→ **What is expected**
The string "Deserialize" may appear in lines of the data; report how many lines contain it, with no other output.
The input Start Marker
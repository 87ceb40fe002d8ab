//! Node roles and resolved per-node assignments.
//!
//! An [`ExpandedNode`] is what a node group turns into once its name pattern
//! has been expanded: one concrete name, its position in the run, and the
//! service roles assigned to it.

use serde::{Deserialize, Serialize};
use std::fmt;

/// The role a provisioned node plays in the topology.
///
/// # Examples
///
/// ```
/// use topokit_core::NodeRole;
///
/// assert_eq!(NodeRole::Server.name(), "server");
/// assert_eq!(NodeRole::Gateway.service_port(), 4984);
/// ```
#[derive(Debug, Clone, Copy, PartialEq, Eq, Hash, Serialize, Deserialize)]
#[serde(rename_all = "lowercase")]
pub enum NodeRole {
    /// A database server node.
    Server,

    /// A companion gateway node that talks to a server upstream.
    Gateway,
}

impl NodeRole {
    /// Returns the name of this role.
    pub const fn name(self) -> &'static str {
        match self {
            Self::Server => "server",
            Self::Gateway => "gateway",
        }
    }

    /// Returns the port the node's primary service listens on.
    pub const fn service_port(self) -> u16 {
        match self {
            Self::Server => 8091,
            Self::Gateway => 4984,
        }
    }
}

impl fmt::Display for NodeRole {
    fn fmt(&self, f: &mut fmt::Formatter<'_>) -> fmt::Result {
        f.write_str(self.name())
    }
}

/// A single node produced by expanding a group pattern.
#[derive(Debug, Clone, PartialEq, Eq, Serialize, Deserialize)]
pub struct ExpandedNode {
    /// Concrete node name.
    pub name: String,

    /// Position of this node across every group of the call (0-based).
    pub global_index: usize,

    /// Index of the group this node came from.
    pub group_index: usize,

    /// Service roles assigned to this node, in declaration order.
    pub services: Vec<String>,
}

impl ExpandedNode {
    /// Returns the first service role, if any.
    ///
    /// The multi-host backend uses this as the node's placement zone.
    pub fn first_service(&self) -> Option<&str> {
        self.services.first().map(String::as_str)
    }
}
The input End Marker
→ **Answer to the problem**
3